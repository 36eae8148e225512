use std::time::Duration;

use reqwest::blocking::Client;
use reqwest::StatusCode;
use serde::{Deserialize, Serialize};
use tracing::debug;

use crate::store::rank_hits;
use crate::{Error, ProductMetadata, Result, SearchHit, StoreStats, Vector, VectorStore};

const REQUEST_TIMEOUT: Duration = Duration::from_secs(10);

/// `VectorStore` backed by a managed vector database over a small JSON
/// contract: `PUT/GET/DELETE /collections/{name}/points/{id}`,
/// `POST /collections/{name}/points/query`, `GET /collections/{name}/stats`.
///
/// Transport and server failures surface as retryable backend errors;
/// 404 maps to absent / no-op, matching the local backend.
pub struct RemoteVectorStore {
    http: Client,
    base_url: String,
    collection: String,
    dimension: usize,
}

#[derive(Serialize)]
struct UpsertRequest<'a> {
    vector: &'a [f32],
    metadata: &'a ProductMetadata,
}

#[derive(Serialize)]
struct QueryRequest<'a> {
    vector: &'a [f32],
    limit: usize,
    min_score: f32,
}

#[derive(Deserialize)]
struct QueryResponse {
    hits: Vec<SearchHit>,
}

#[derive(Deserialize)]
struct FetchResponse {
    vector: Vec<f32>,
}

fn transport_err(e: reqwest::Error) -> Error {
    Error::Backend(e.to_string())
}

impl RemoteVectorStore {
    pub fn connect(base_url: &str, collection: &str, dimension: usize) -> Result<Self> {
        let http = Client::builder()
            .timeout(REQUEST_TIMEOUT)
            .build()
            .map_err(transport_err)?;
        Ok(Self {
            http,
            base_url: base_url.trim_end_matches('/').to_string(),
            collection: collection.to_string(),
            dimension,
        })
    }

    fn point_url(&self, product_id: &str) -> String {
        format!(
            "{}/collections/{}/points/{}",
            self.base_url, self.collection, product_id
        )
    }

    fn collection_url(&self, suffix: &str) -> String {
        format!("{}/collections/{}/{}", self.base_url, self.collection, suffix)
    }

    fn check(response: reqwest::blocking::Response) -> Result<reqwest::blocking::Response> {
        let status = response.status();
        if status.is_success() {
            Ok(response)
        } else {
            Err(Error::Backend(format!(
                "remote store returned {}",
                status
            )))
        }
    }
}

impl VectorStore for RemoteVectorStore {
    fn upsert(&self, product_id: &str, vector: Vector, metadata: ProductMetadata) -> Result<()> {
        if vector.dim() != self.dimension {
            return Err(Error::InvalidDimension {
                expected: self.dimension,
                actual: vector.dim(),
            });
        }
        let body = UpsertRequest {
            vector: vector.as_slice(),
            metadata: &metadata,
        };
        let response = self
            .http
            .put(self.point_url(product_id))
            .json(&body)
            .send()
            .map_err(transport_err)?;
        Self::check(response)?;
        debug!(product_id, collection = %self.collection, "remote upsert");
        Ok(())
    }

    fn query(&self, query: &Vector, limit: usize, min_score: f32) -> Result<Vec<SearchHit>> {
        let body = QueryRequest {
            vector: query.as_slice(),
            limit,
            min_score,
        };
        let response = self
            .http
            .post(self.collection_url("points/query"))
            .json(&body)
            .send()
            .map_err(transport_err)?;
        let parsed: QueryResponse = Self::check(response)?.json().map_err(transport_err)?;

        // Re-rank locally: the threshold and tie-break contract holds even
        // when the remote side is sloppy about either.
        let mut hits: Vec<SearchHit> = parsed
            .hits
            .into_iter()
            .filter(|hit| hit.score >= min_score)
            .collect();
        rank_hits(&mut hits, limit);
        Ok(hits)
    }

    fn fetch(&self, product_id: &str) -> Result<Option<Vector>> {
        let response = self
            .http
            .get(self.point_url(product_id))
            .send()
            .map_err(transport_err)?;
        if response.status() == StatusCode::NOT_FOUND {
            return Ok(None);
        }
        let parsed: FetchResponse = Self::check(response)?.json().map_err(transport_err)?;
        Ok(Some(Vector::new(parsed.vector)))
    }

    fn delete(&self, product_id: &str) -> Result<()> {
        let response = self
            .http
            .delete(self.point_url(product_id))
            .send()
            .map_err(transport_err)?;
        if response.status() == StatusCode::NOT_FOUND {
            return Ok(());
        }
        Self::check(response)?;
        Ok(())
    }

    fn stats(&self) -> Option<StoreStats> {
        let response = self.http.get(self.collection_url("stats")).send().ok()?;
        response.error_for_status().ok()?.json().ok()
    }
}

---

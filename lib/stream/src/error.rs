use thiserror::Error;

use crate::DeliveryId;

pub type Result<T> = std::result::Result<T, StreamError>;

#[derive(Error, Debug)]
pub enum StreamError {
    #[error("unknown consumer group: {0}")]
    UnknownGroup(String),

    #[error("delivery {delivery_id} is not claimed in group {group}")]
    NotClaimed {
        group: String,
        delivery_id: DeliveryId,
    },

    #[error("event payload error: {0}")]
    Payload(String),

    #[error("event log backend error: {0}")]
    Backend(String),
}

## HOW TO COMPLETE THIS TASK
All lines above with the word "struct" need to be reported.

## TASK ANSWER
pub struct RemoteVectorStore {
struct UpsertRequest<'a> {
struct QueryRequest<'a> {
struct QueryResponse {
struct FetchResponse {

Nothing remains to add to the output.